(Collected data)
--
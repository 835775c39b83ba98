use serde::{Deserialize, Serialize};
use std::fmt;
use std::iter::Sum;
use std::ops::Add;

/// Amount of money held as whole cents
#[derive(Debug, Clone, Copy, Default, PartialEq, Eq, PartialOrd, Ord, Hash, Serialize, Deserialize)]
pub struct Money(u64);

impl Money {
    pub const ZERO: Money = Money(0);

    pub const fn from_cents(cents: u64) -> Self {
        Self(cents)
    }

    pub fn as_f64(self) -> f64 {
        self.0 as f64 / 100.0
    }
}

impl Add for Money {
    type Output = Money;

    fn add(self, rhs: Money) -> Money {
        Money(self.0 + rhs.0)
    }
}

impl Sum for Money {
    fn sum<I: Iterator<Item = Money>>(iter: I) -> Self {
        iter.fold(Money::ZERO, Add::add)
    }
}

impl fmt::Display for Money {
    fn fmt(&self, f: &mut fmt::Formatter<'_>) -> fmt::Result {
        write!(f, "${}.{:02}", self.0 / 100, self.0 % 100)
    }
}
--
• **YOUR ASSIGNMENT**
With the line containing "type Output = Money;" as the first and the final line of the entries above as the last, write out that span exactly and nothing more.

• **ANSWER TO THIS TASK**
    type Output = Money;

    fn add(self, rhs: Money) -> Money {
        Money(self.0 + rhs.0)
    }
}

impl Sum for Money {
    fn sum<I: Iterator<Item = Money>>(iter: I) -> Self {
        iter.fold(Money::ZERO, Add::add)
    }
}

impl fmt::Display for Money {
    fn fmt(&self, f: &mut fmt::Formatter<'_>) -> fmt::Result {
        write!(f, "${}.{:02}", self.0 / 100, self.0 % 100)
    }
}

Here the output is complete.